### Problem details
Give again, word for word, every line below from the one that has "which never merge." through the one that has "reuse bumps the", both included, and no others.

(Dataset items)
Segment Open

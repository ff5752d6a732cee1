// Copyright 2025 the Vello Authors
// SPDX-License-Identifier: Apache-2.0 OR MIT

//! Layout checks shared by [`AreaAllocator::validate`](crate::AreaAllocator::validate).

use crate::error::InvariantError;
use crate::rect::Rect;

/// Check that `free` and `allocated` together tile `bounds` exactly.
///
/// Every area must be non-empty and inside the bounds, no two areas may overlap, and
/// the covered cells must add up to the bounds' area. Given the first two, the last
/// one means the union is the whole bounds.
pub(crate) fn check_tiling(
    bounds: Rect,
    free: &[Rect],
    allocated: &[Rect],
) -> Result<(), InvariantError> {
    let mut covered = 0_u64;
    let all = || free.iter().chain(allocated).copied();

    for (i, area) in all().enumerate() {
        if area.is_empty() {
            return Err(InvariantError::EmptyArea(area));
        }
        if !bounds.contains_rect(area) {
            return Err(InvariantError::OutOfBounds { area, bounds });
        }
        if let Some(other) = all().skip(i + 1).find(|other| area.intersects(*other)) {
            return Err(InvariantError::Overlap(area, other));
        }
        covered += area.area();
    }

    if covered != bounds.area() {
        return Err(InvariantError::CoverageMismatch {
            covered,
            total: bounds.area(),
        });
    }
    Ok(())
}
// Copyright 2025 the Vello Authors
// SPDX-License-Identifier: Apache-2.0 OR MIT

#![allow(missing_docs, reason = "Not needed for benchmarks")]

pub mod allocator;

pub const SEED: [u8; 32] = [0; 32];
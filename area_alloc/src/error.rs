// Copyright 2025 the Vello Authors
// SPDX-License-Identifier: Apache-2.0 OR MIT

//! Errors reported by the allocator.

use thiserror::Error;

use crate::area::AreaId;
use crate::rect::Rect;

/// Errors that can occur during allocation or release.
#[derive(Debug, Clone, Copy, PartialEq, Eq, Error)]
pub enum AllocError {
    /// The requested size has a zero dimension, or overflows once aligned.
    #[error("Invalid allocation size {width}x{height}")]
    InvalidSize {
        /// The requested width.
        width: u32,
        /// The requested height.
        height: u32,
    },
    /// No free area can hold the request, even after coalescing.
    #[error("No free area can hold {width}x{height}")]
    OutOfSpace {
        /// The width that was searched for, after alignment.
        width: u32,
        /// The height that was searched for, after alignment.
        height: u32,
    },
    /// The area is not currently allocated: it was already freed, or it came from
    /// another allocator or from before a [`clear`](crate::AreaAllocator::clear).
    #[error("Area {0:?} is not currently allocated")]
    NotAllocated(AreaId),
}

/// A broken allocator invariant, as reported by
/// [`AreaAllocator::validate`](crate::AreaAllocator::validate).
#[derive(Debug, Clone, Copy, PartialEq, Eq, Error)]
pub enum InvariantError {
    /// A tracked area has a zero dimension.
    #[error("Tracked area {0:?} is empty")]
    EmptyArea(Rect),
    /// A tracked area sticks out of the allocator's bounds.
    #[error("Area {area:?} lies outside bounds {bounds:?}")]
    OutOfBounds {
        /// The offending area.
        area: Rect,
        /// The allocator's bounds.
        bounds: Rect,
    },
    /// Two tracked areas share cells.
    #[error("Areas {0:?} and {1:?} overlap")]
    Overlap(Rect, Rect),
    /// The tracked areas do not cover the bounds exactly.
    #[error("Areas cover {covered} cells, bounds hold {total}")]
    CoverageMismatch {
        /// Cells covered by free and allocated areas together.
        covered: u64,
        /// Cells inside the bounds.
        total: u64,
    },
    /// The bookkeeping count of allocated areas disagrees with the tracked slots.
    #[error("Allocation count is {recorded} but {actual} areas are allocated")]
    CountMismatch {
        /// The count kept by the allocator.
        recorded: usize,
        /// The number of slots in the allocated state.
        actual: usize,
    },
}
impl AreaAllocator {
    /// Create an allocator covering `width` by `height` cells, with default options.
    ///
    /// # Panics
    ///
    /// Panics if either dimension is zero.
    pub fn new(width: u32, height: u32) -> Self {
        Self::with_options(width, height, &DEFAULT_OPTIONS)
    }

    /// Create an allocator covering `width` by `height` cells.
    ///
    /// # Panics
    ///
    /// Panics if either dimension is zero.
    pub fn with_options(width: u32, height: u32, options: &AllocatorOptions) -> Self {
        assert!(width > 0, "allocator width must be positive");
        assert!(height > 0, "allocator height must be positive");

        let bounds = Rect::from_size(width, height);
        Self {
            id: NEXT_ALLOCATOR_ID.fetch_add(1, Ordering::Relaxed),
            bounds,
            options: *options,
            slots: vec![Slot {
                rect: bounds,
                state: SlotState::Free,
                generation: 0,
            }],
            retired: Vec::new(),
            free_areas: vec![SlotIndex(0)],
            allocated_count: 0,
        }
    }

    /// Allocate a `width` by `height` area.
    ///
    /// Returns `None` if no free area can hold the request even after coalescing. A
    /// request with a zero dimension also returns `None` and is logged as misuse; use
    /// [`try_allocate`](Self::try_allocate) to tell the two apart.
    pub fn allocate(&mut self, width: u32, height: u32) -> Option<Area> {
        match self.try_allocate(width, height) {
            Ok(area) => Some(area),
            Err(AllocError::OutOfSpace { .. }) => None,
            Err(err) => {
                warn!("Rejected allocation: {err}");
                None
            }
        }
    }

    /// Allocate a `width` by `height` area, reporting why it failed if it did.
    ///
    /// The area is carved from the top-left corner of the first free area, in list order,
    /// that is at least as wide and as tall as the request. What is left of that free area
    /// goes back to the end of the list as up to three pieces (right, bottom and diagonal).
    pub fn try_allocate(&mut self, width: u32, height: u32) -> Result<Area, AllocError> {
        if width == 0 || height == 0 {
            return Err(AllocError::InvalidSize { width, height });
        }
        let (aligned_width, aligned_height) = self
            .options
            .aligned_size(width, height)
            .ok_or(AllocError::InvalidSize { width, height })?;
        let out_of_space = AllocError::OutOfSpace {
            width: aligned_width,
            height: aligned_height,
        };

        let position = match self.find_free_area(aligned_width, aligned_height) {
            Some(position) => position,
            None if self.options.coalesce_on_failure => {
                self.coalesce();
                self.find_free_area(aligned_width, aligned_height)
                    .ok_or(out_of_space)
                    .inspect_err(|err| debug!("{err}"))?
            }
            None => {
                debug!("{out_of_space}");
                return Err(out_of_space);
            }
        };

        let chosen_index = self.free_areas.remove(position);
        let chosen = self.retire(chosen_index);
        let rect = Rect::new(chosen.x, chosen.y, aligned_width, aligned_height);
        let allocated = self.new_slot(rect, SlotState::Allocated);
        for remainder in chosen.split(aligned_width, aligned_height) {
            let index = self.new_slot(remainder, SlotState::Free);
            self.free_areas.push(index);
        }
        self.allocated_count += 1;

        trace!("Allocated {rect:?} out of free area {chosen:?}");
        Ok(Area::new(self.area_id(allocated), rect, self.id))
    }

    /// Release a previously allocated area.
    ///
    /// The area goes back to the end of the free list unchanged; no merging happens
    /// until a later allocation fails to find room.
    ///
    /// Returns [`AllocError::NotAllocated`] without touching any state if the area is not
    /// currently allocated by this allocator.
    pub fn free(&mut self, area: Area) -> Result<(), AllocError> {
        let index = self
            .lookup(&area)
            .ok_or(AllocError::NotAllocated(area.id()))?;
        let rect = self.retire(index);
        let free_index = self.new_slot(rect, SlotState::Free);
        self.free_areas.push(free_index);
        self.allocated_count -= 1;

        trace!("Freed {rect:?}");
        Ok(())
    }

    /// Merge free areas that share a full edge until no more merges are possible.
    ///
    /// Returns the number of merges performed. Running this on an already coalesced
    /// allocator does nothing and returns zero.
    pub fn coalesce(&mut self) -> usize {
        let mut merges = 0;
        let mut passes = 0;
        loop {
            passes += 1;
            let merged = self.coalesce_pass();
            merges += merged;
            if merged == 0 {
                break;
            }
        }

        debug!(
            "Coalescing merged {merges} free areas in {passes} passes, {} remain",
            self.free_areas.len()
        );
        merges
    }

    /// Return to the initial state of a single free area covering the bounds.
    ///
    /// Every outstanding [`Area`] becomes invalid.
    pub fn clear(&mut self) {
        for (index, slot) in self.slots.iter_mut().enumerate() {
            if slot.state != SlotState::Retired {
                slot.state = SlotState::Retired;
                self.retired.push(slot_index(index));
            }
        }
        self.free_areas.clear();
        self.allocated_count = 0;

        let all = self.new_slot(self.bounds, SlotState::Free);
        self.free_areas.push(all);
    }

    /// The rectangle the allocator hands out areas from.
    pub fn bounds(&self) -> Rect {
        self.bounds
    }

    /// The options the allocator was created with.
    pub fn options(&self) -> &AllocatorOptions {
        &self.options
    }

    /// The free areas, in the order the first-fit search visits them.
    pub fn free_areas(&self) -> impl Iterator<Item = Rect> + '_ {
        self.free_areas
            .iter()
            .map(|index| self.slots[index.index()].rect)
    }

    /// The currently allocated areas.
    pub fn allocated_areas(&self) -> impl Iterator<Item = Area> + '_ {
        self.slots
            .iter()
            .enumerate()
            .filter(|(_, slot)| slot.state == SlotState::Allocated)
            .map(|(index, slot)| {
                Area::new(
                    AreaId::new(slot_index(index).0, slot.generation),
                    slot.rect,
                    self.id,
                )
            })
    }

    /// Whether `area` is currently allocated by this allocator.
    pub fn is_allocated(&self, area: &Area) -> bool {
        self.lookup(area).is_some()
    }

    /// Number of allocated areas.
    pub fn allocated_count(&self) -> usize {
        self.allocated_count
    }

    /// Number of free areas.
    pub fn free_count(&self) -> usize {
        self.free_areas.len()
    }

    /// Whether nothing is allocated.
    pub fn is_empty(&self) -> bool {
        self.allocated_count == 0
    }

    /// Current usage statistics.
    pub fn stats(&self) -> AllocatorStats {
        let allocated_area = self.allocated_areas().map(|area| area.rect().area()).sum();
        let largest_free_area = self
            .free_areas()
            .reduce(|best, rect| if rect.area() > best.area() { rect } else { best });

        AllocatorStats {
            total_area: self.bounds.area(),
            allocated_area,
            allocated_count: self.allocated_count,
            free_area_count: self.free_areas.len(),
            largest_free_area,
        }
    }

    /// Check that the free and allocated areas tile the bounds exactly.
    ///
    /// This is quadratic in the number of areas and meant for tests and debugging.
    pub fn validate(&self) -> Result<(), InvariantError> {
        let free: Vec<Rect> = self.free_areas().collect();
        let allocated: Vec<Rect> = self.allocated_areas().map(|area| area.rect()).collect();
        if allocated.len() != self.allocated_count {
            return Err(InvariantError::CountMismatch {
                recorded: self.allocated_count,
                actual: allocated.len(),
            });
        }
        validate::check_tiling(self.bounds, &free, &allocated)
    }

    // ----- internal helpers -----

    fn find_free_area(&self, width: u32, height: u32) -> Option<usize> {
        self.free_areas
            .iter()
            .position(|index| self.slots[index.index()].rect.fits(width, height))
    }

    fn coalesce_pass(&mut self) -> usize {
        let mut merges = 0;
        let mut i = 0;
        while i < self.free_areas.len() {
            let mut j = i + 1;
            while j < self.free_areas.len() {
                let a = self.slots[self.free_areas[i].index()].rect;
                let b = self.slots[self.free_areas[j].index()].rect;
                if let Some(merged) = a.merge(b) {
                    let b_index = self.free_areas.remove(j);
                    let a_index = self.free_areas[i];
                    self.retire(b_index);
                    self.retire(a_index);
                    self.free_areas[i] = self.new_slot(merged, SlotState::Free);
                    merges += 1;
                    // The merged area may now line up with one skipped earlier.
                    j = i + 1;
                } else {
                    j += 1;
                }
            }
            i += 1;
        }
        merges
    }

    fn new_slot(&mut self, rect: Rect, state: SlotState) -> SlotIndex {
        debug_assert!(!rect.is_empty(), "tracked areas must not be empty");

        if let Some(index) = self.retired.pop() {
            let slot = &mut self.slots[index.index()];
            debug_assert_eq!(
                slot.state,
                SlotState::Retired,
                "reused slot must have been retired"
            );
            slot.generation = slot.generation.wrapping_add(1);
            slot.rect = rect;
            slot.state = state;
            return index;
        }

        self.slots.push(Slot {
            rect,
            state,
            generation: 0,
        });
        slot_index(self.slots.len() - 1)
    }

    fn retire(&mut self, index: SlotIndex) -> Rect {
        let slot = &mut self.slots[index.index()];
        debug_assert!(
            slot.state != SlotState::Retired,
            "slot to retire must be live"
        );
        slot.state = SlotState::Retired;
        self.retired.push(index);
        slot.rect
    }

    fn area_id(&self, index: SlotIndex) -> AreaId {
        AreaId::new(index.0, self.slots[index.index()].generation)
    }

    fn lookup(&self, area: &Area) -> Option<SlotIndex> {
        if area.owner() != self.id {
            return None;
        }
        let id = area.id();
        let slot = self.slots.get(id.index() as usize)?;
        (slot.state == SlotState::Allocated
            && slot.generation == id.generation()
            && slot.rect == area.rect())
            .then_some(SlotIndex(id.index()))
    }
}
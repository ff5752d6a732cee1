// Copyright 2025 the Vello Authors
// SPDX-License-Identifier: Apache-2.0 OR MIT

//! Hand-built layouts with known outcomes.

#![allow(
    clippy::missing_assert_message,
    clippy::allow_attributes_without_reason
)]

use area_alloc::{AllocError, AreaAllocator, Rect};
use area_alloc_tests::{assert_tiled, free_list, init_logging};

#[test]
fn first_allocation_splits_into_right_bottom_and_diagonal() {
    init_logging();
    let mut alloc = AreaAllocator::new(100, 100);
    let a = alloc.allocate(60, 40).unwrap();
    assert_eq!(a.rect(), Rect::new(0, 0, 60, 40));
    assert_eq!(
        free_list(&alloc),
        vec![
            Rect::new(60, 0, 40, 40),
            Rect::new(0, 40, 60, 60),
            Rect::new(60, 40, 40, 60),
        ]
    );

    // 40x100 fits none of the remainders on its own. Coalescing joins the right and
    // diagonal remainders into the column it needs.
    let column = alloc.allocate(40, 100).unwrap();
    assert_eq!(column.rect(), Rect::new(60, 0, 40, 100));
    assert_eq!(free_list(&alloc), vec![Rect::new(0, 40, 60, 60)]);
    assert_tiled(&alloc);
}

#[test]
fn first_fit_prefers_list_order_over_tighter_fit() {
    let mut alloc = AreaAllocator::new(100, 100);
    let wide = alloc.allocate(40, 100).unwrap();
    let narrow = alloc.allocate(20, 100).unwrap();
    let last = alloc.allocate(40, 100).unwrap();
    assert_eq!(last.rect(), Rect::new(60, 0, 40, 100));
    assert_eq!(alloc.free_count(), 0);

    alloc.free(last).unwrap();
    alloc.free(narrow).unwrap();
    assert_eq!(
        free_list(&alloc),
        vec![Rect::new(60, 0, 40, 100), Rect::new(40, 0, 20, 100)]
    );

    // The 20-wide column would be an exact fit, but the 40-wide one comes first.
    let picked = alloc.allocate(20, 100).unwrap();
    assert_eq!(picked.rect(), Rect::new(60, 0, 20, 100));
    assert_eq!(
        free_list(&alloc),
        vec![Rect::new(40, 0, 20, 100), Rect::new(80, 0, 20, 100)]
    );
    assert!(alloc.is_allocated(&wide));
    assert_tiled(&alloc);
}

#[test]
fn one_area_absorbs_several_neighbours_in_one_pass() {
    let mut alloc = AreaAllocator::new(100, 100);
    let columns: Vec<_> = (0..4).map(|_| alloc.allocate(25, 100).unwrap()).collect();
    for i in [2, 0, 3, 1] {
        alloc.free(columns[i]).unwrap();
    }

    assert_eq!(alloc.coalesce(), 3);
    assert_eq!(free_list(&alloc), vec![Rect::new(0, 0, 100, 100)]);
}

#[test]
fn fragmented_space_is_reclaimed_on_demand() {
    let mut alloc = AreaAllocator::new(64, 64);
    let tiles: Vec<_> = (0..16).map(|_| alloc.allocate(16, 16).unwrap()).collect();
    assert!(alloc.allocate(1, 1).is_none());

    for tile in tiles {
        alloc.free(tile).unwrap();
    }
    assert_eq!(alloc.free_count(), 16);

    let full = alloc.allocate(64, 64).unwrap();
    assert_eq!(full.rect(), Rect::new(0, 0, 64, 64));
    assert_eq!(alloc.free_count(), 0);
}

#[test]
fn l_shaped_free_space_is_not_merged() {
    let mut alloc = AreaAllocator::new(100, 100);
    let corner = alloc.allocate(50, 50).unwrap();
    alloc.allocate(50, 50).unwrap();
    let bottom = alloc.allocate(100, 50).unwrap();
    assert_eq!(bottom.rect(), Rect::new(0, 50, 100, 50));

    alloc.free(corner).unwrap();
    alloc.free(bottom).unwrap();

    // The free cells include the whole left column, but only as an L-shape made of
    // a 50x50 square and a 100x50 band, which never merge.
    assert_eq!(
        alloc.try_allocate(50, 100),
        Err(AllocError::OutOfSpace {
            width: 50,
            height: 100
        })
    );
    assert_eq!(
        free_list(&alloc),
        vec![Rect::new(0, 0, 50, 50), Rect::new(0, 50, 100, 50)]
    );
    assert_tiled(&alloc);
}

#[test]
fn misuse_leaves_state_untouched() {
    let mut alloc = AreaAllocator::new(40, 40);
    let a = alloc.allocate(10, 10).unwrap();
    alloc.free(a).unwrap();
    let before = free_list(&alloc);

    assert_eq!(alloc.free(a), Err(AllocError::NotAllocated(a.id())));
    assert!(matches!(
        alloc.try_allocate(0, 0),
        Err(AllocError::InvalidSize { .. })
    ));
    assert_eq!(free_list(&alloc), before);
    assert!(alloc.is_empty());
    assert_tiled(&alloc);
}

#[test]
fn svg_dump_shows_layout() {
    let mut alloc = AreaAllocator::new(32, 32);
    alloc.allocate(8, 8).unwrap();
    let mut out = Vec::new();
    alloc.dump_svg(&mut out).unwrap();
    let svg = String::from_utf8(out).unwrap();
    assert!(svg.contains(r#"width="32" height="32""#));
    assert_eq!(svg.matches("<rect").count(), 4);
}
// Copyright 2025 the Vello Authors
// SPDX-License-Identifier: Apache-2.0 OR MIT

//! Handles to areas handed out by an [`AreaAllocator`](crate::AreaAllocator).

use crate::rect::Rect;

const INDEX_MASK: u64 = 0x0000_0000_FFFF_FFFF;
const GENERATION_SHIFT: u32 = 32;

/// Identifies one area handed out by an allocator.
///
/// Ids are unique within the allocator that issued them. The id packs the allocator's internal slot index with the generation of that slot.
/// Slots are reused once an area is freed or merged away, and reuse bumps the
/// generation, so an id never refers to anything but the area it was issued for.
#[derive(Copy, Clone, Debug, PartialEq, Eq, PartialOrd, Ord, Hash)]
pub struct AreaId(u64);

impl AreaId {
    pub(crate) fn new(index: u32, generation: u32) -> Self {
        Self(u64::from(index) | (u64::from(generation) << GENERATION_SHIFT))
    }

    #[expect(
        clippy::cast_possible_truncation,
        reason = "both halves are masked or shifted down to 32 bits"
    )]
    pub(crate) fn index(self) -> u32 {
        (self.0 & INDEX_MASK) as u32
    }

    #[expect(
        clippy::cast_possible_truncation,
        reason = "both halves are masked or shifted down to 32 bits"
    )]
    pub(crate) fn generation(self) -> u32 {
        (self.0 >> GENERATION_SHIFT) as u32
    }

    /// The raw id value, e.g. for use as a key in a caller-side cache.
    pub fn as_u64(self) -> u64 {
        self.0
    }
}

/// A rectangle currently allocated to a caller.
///
/// Two areas with the same geometry are still different areas if they were returned by
/// different calls to [`AreaAllocator::allocate`](crate::AreaAllocator::allocate); the
/// [`id`](Self::id) tells them apart. An area also remembers which allocator issued it,
/// since ids are only unique within one allocator.
#[derive(Copy, Clone, Debug, PartialEq, Eq, Hash)]
pub struct Area {
    id: AreaId,
    rect: Rect,
    owner: u32,
}

impl Area {
    pub(crate) fn new(id: AreaId, rect: Rect, owner: u32) -> Self {
        Self { id, rect, owner }
    }

    pub(crate) fn owner(&self) -> u32 {
        self.owner
    }

    /// The handle identifying this area.
    pub fn id(&self) -> AreaId {
        self.id
    }

    /// The area's geometry.
    pub fn rect(&self) -> Rect {
        self.rect
    }

    /// Left edge.
    pub fn x(&self) -> u32 {
        self.rect.x
    }

    /// Top edge.
    pub fn y(&self) -> u32 {
        self.rect.y
    }

    /// Width in cells.
    pub fn width(&self) -> u32 {
        self.rect.width
    }

    /// Height in cells.
    pub fn height(&self) -> u32 {
        self.rect.height
    }
}
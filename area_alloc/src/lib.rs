// Copyright 2025 the Vello Authors
// SPDX-License-Identifier: Apache-2.0 OR MIT

//! A rectangle allocator for packing images into a texture atlas.
//!
//! [`AreaAllocator`] hands out rectangular areas of a fixed-size surface and takes them
//! back. It has no idea what the areas are used for: an atlas typically uploads pixel
//! data into each area it is given and turns the area's position into texture
//! coordinates.
//!
//! # Usage
//!
//! ```
//! use area_alloc::{AreaAllocator, Rect};
//!
//! let mut atlas = AreaAllocator::new(256, 256);
//!
//! let glyph = atlas.allocate(24, 32).expect("fresh atlas has room");
//! assert_eq!(glyph.rect(), Rect::new(0, 0, 24, 32));
//!
//! // Too large for the atlas, no matter what is allocated.
//! assert!(atlas.allocate(512, 16).is_none());
//!
//! atlas.free(glyph).unwrap();
//! ```
//!
//! # Algorithm
//!
//! Allocation is first-fit over a list of free rectangles kept in insertion order. The
//! chosen free rectangle gives up its top-left corner, and what remains of it is put back
//! as up to three rectangles (right, bottom and diagonal). Freeing an area puts it back
//! on the free list unchanged.
//!
//! Fragmentation is only undone when a search fails: the allocator then merges free
//! rectangles that share one full edge, repeating until nothing more merges, and
//! searches once more. Free rectangles that would only combine into an L-shape, or
//! that share only part of an edge, are never merged.
//!
//! The allocator is single-threaded: wrap it in a lock to share it.
//!
//! # Features
//!
//! - `std` (enabled by default): Enables [`AreaAllocator::dump_svg`].
// LINEBENDER LINT SET - lib.rs - v3
// See https://linebender.org/wiki/canonical-lints/
// These lints shouldn't apply to examples or tests.
#![cfg_attr(not(test), warn(unused_crate_dependencies))]
// These lints shouldn't apply to examples.
#![warn(clippy::print_stdout, clippy::print_stderr)]
// Targeting e.g. 32-bit means structs containing usize can give false positives for 64-bit.
#![cfg_attr(target_pointer_width = "64", warn(clippy::trivially_copy_pass_by_ref))]
// END LINEBENDER LINT SET
#![cfg_attr(docsrs, feature(doc_cfg))]
#![forbid(unsafe_code)]
#![no_std]

extern crate alloc;
#[cfg(feature = "std")]
extern crate std;

pub mod allocator;
pub mod area;
pub mod error;
pub mod rect;
#[cfg(feature = "std")]
mod svg;
mod validate;

pub use allocator::{AllocatorOptions, AllocatorStats, AreaAllocator, DEFAULT_OPTIONS};
pub use area::{Area, AreaId};
pub use error::{AllocError, InvariantError};
pub use rect::Rect;
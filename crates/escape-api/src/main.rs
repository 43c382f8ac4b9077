//! Binary entrypoint for the Escape API server.
use anyhow::Context;
use escape_api::{run, ApiConfig, AppState, Catalog};
use tracing_subscriber::EnvFilter;

#[tokio::main]
async fn main() -> anyhow::Result<()> {
    tracing_subscriber::fmt()
        .with_env_filter(EnvFilter::try_from_default_env().unwrap_or_else(|_| EnvFilter::new("info")))
        .init();

    let config = ApiConfig::from_env();
    let catalog = match &config.catalog_path {
        Some(path) => Catalog::from_path(path)
            .with_context(|| format!("loading catalog {}", path.display()))?,
        None => {
            tracing::warn!("ESCAPE_CATALOG not set; starting with an empty catalog");
            Catalog::default()
        }
    };
    tracing::info!(
        rooms = catalog.rooms.len(),
        teams = catalog.teams.len(),
        "catalog loaded"
    );

    let state = AppState::in_memory(catalog, config).context("registering metrics")?;
    run(state).await.context("server error")?;
    Ok(())
}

Segment Closed

### Response to the task
    // a 50x50 square and a 100x50 band, which never merge.
    assert_eq!(
        alloc.try_allocate(50, 100),
        Err(AllocError::OutOfSpace {
            width: 50,
            height: 100
        })
    );
    assert_eq!(
        free_list(&alloc),
        vec![Rect::new(0, 0, 50, 50), Rect::new(0, 50, 100, 50)]
    );
    assert_tiled(&alloc);
}

#[test]
fn misuse_leaves_state_untouched() {
    let mut alloc = AreaAllocator::new(40, 40);
    let a = alloc.allocate(10, 10).unwrap();
    alloc.free(a).unwrap();
    let before = free_list(&alloc);

    assert_eq!(alloc.free(a), Err(AllocError::NotAllocated(a.id())));
    assert!(matches!(
        alloc.try_allocate(0, 0),
        Err(AllocError::InvalidSize { .. })
    ));
    assert_eq!(free_list(&alloc), before);
    assert!(alloc.is_empty());
    assert_tiled(&alloc);
}

#[test]
fn svg_dump_shows_layout() {
    let mut alloc = AreaAllocator::new(32, 32);
    alloc.allocate(8, 8).unwrap();
    let mut out = Vec::new();
    alloc.dump_svg(&mut out).unwrap();
    let svg = String::from_utf8(out).unwrap();
    assert!(svg.contains(r#"width="32" height="32""#));
    assert_eq!(svg.matches("<rect").count(), 4);
}
// Copyright 2025 the Vello Authors
// SPDX-License-Identifier: Apache-2.0 OR MIT

//! Handles to areas handed out by an [`AreaAllocator`](crate::AreaAllocator).

use crate::rect::Rect;

const INDEX_MASK: u64 = 0x0000_0000_FFFF_FFFF;
const GENERATION_SHIFT: u32 = 32;

/// Identifies one area handed out by an allocator.
///
/// Ids are unique within the allocator that issued them. The id packs the allocator's internal slot index with the generation of that slot.
/// Slots are reused once an area is freed or merged away, and reuse bumps the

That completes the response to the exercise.